WORK INSTRUCTION. Your task is to find every line of the data that holds the string "capacity" and copy it.

DATA SUPPLIED.
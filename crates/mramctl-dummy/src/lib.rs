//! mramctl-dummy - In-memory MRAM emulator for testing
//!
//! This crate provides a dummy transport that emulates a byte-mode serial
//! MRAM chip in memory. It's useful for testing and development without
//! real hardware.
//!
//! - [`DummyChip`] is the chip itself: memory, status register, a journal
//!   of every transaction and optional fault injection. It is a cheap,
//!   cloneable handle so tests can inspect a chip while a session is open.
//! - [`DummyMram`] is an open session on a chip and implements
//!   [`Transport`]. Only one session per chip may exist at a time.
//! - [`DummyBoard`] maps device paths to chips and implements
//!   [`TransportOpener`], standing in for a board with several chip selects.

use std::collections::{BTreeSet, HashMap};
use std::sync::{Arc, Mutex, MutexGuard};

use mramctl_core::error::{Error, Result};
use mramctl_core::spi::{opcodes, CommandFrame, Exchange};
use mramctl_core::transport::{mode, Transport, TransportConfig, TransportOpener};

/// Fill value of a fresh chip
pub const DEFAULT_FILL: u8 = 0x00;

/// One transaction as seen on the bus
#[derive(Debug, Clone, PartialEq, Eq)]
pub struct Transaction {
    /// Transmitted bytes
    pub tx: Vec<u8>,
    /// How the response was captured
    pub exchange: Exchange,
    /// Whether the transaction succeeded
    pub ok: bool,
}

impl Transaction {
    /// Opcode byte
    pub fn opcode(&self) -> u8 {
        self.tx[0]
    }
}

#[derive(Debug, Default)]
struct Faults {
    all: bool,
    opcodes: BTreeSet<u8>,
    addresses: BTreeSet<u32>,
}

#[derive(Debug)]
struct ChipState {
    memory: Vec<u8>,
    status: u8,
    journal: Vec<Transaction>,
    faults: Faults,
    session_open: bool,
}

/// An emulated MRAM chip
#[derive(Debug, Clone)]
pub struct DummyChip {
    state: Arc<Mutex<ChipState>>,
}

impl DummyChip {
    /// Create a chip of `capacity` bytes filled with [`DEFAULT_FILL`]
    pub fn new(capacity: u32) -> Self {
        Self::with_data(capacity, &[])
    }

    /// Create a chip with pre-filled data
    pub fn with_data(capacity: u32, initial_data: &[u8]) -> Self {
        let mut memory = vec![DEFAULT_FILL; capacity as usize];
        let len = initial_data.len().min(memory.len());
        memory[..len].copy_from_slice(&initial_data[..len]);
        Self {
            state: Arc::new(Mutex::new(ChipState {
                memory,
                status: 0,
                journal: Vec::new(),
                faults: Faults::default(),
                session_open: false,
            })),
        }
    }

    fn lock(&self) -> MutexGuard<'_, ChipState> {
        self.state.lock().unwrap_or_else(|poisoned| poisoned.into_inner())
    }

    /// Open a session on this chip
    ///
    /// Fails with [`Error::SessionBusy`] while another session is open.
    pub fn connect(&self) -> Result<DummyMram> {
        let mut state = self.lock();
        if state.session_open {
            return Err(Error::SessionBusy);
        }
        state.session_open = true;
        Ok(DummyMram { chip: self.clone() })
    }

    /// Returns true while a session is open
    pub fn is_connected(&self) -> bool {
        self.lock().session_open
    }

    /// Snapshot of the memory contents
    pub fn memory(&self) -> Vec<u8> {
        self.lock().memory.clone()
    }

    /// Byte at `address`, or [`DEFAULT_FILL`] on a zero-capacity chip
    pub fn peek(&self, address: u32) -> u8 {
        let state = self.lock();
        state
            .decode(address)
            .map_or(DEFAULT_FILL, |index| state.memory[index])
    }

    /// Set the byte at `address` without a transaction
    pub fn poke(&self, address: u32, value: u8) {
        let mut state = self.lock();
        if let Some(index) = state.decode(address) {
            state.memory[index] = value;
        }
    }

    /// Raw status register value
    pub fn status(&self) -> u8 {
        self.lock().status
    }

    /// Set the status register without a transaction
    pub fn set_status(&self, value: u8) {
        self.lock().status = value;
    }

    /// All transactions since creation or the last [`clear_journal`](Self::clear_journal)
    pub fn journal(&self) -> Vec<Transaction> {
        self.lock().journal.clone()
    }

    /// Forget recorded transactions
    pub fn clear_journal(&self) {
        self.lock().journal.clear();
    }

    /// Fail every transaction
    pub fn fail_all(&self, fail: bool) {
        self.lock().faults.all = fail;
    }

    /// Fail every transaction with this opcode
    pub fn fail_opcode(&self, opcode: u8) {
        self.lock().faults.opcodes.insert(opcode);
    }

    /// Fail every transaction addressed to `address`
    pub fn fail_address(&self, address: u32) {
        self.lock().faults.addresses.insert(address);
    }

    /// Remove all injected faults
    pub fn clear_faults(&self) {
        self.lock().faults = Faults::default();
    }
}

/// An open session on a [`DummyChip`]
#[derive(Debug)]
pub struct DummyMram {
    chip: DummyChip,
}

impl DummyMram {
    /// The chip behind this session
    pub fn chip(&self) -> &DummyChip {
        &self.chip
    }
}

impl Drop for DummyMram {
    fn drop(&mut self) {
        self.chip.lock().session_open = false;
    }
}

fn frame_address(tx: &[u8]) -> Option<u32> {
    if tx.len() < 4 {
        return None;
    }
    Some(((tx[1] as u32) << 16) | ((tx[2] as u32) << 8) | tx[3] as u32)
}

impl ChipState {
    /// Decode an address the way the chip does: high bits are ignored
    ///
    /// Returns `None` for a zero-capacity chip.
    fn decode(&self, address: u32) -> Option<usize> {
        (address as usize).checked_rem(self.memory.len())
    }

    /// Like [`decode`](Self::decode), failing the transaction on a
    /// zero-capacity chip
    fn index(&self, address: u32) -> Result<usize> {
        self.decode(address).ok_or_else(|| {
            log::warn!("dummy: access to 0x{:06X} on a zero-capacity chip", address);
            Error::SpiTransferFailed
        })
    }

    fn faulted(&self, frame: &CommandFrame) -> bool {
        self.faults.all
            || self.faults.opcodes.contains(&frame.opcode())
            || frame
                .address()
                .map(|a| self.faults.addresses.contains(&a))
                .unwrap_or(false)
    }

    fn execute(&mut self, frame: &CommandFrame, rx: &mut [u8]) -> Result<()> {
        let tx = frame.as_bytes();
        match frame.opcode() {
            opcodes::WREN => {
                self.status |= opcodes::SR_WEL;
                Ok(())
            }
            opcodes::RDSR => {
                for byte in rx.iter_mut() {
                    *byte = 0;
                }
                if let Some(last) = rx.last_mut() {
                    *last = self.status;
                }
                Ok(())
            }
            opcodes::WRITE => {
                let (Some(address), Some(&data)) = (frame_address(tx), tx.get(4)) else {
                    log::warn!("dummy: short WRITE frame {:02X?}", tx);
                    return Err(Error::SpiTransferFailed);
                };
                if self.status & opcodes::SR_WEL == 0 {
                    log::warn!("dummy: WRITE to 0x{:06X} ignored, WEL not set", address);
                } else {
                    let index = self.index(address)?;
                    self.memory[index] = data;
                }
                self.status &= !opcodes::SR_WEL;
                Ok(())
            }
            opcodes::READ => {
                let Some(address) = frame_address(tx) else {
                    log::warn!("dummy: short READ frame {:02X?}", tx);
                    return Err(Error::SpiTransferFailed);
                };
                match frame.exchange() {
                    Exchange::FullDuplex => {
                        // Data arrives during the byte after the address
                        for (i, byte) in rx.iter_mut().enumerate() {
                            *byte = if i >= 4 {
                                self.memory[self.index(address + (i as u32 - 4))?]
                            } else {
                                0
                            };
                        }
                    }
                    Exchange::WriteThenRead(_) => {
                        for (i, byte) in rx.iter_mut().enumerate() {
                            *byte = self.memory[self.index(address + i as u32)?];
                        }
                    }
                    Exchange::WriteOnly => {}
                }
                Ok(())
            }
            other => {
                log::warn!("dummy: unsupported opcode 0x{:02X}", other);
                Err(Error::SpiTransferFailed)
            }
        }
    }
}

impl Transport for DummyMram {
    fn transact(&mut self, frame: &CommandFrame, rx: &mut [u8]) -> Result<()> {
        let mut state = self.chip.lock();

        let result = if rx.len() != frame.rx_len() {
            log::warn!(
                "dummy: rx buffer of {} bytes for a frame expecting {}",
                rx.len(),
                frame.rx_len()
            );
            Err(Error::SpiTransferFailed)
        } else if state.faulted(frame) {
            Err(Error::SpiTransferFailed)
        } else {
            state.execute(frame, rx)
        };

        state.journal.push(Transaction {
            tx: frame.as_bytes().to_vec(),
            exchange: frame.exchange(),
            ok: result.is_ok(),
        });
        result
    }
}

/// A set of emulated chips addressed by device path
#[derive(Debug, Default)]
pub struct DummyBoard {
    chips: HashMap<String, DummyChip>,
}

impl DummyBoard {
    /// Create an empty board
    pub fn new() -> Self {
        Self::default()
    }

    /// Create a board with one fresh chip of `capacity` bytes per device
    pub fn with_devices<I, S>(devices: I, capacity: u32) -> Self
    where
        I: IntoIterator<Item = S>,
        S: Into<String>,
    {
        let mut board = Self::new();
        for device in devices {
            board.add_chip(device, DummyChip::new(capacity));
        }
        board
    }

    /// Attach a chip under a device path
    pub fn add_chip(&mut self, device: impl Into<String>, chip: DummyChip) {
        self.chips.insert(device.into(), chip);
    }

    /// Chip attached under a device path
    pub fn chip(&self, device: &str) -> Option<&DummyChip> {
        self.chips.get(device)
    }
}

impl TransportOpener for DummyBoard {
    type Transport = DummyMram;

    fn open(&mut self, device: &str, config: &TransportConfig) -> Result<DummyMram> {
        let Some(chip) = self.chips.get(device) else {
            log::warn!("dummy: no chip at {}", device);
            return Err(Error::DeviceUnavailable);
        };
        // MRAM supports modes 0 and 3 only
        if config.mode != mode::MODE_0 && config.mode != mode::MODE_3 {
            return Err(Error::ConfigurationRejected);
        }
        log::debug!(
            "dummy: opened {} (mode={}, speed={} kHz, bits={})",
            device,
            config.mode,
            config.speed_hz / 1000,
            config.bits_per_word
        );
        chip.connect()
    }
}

EXERCISE RESPONSE.
    /// Create a chip of `capacity` bytes filled with [`DEFAULT_FILL`]
    pub fn new(capacity: u32) -> Self {
        Self::with_data(capacity, &[])
    pub fn with_data(capacity: u32, initial_data: &[u8]) -> Self {
        let mut memory = vec![DEFAULT_FILL; capacity as usize];
    /// Byte at `address`, or [`DEFAULT_FILL`] on a zero-capacity chip
    /// Returns `None` for a zero-capacity chip.
    /// zero-capacity chip
            log::warn!("dummy: access to 0x{:06X} on a zero-capacity chip", address);
    /// Create a board with one fresh chip of `capacity` bytes per device
    pub fn with_devices<I, S>(devices: I, capacity: u32) -> Self
            board.add_chip(device, DummyChip::new(capacity));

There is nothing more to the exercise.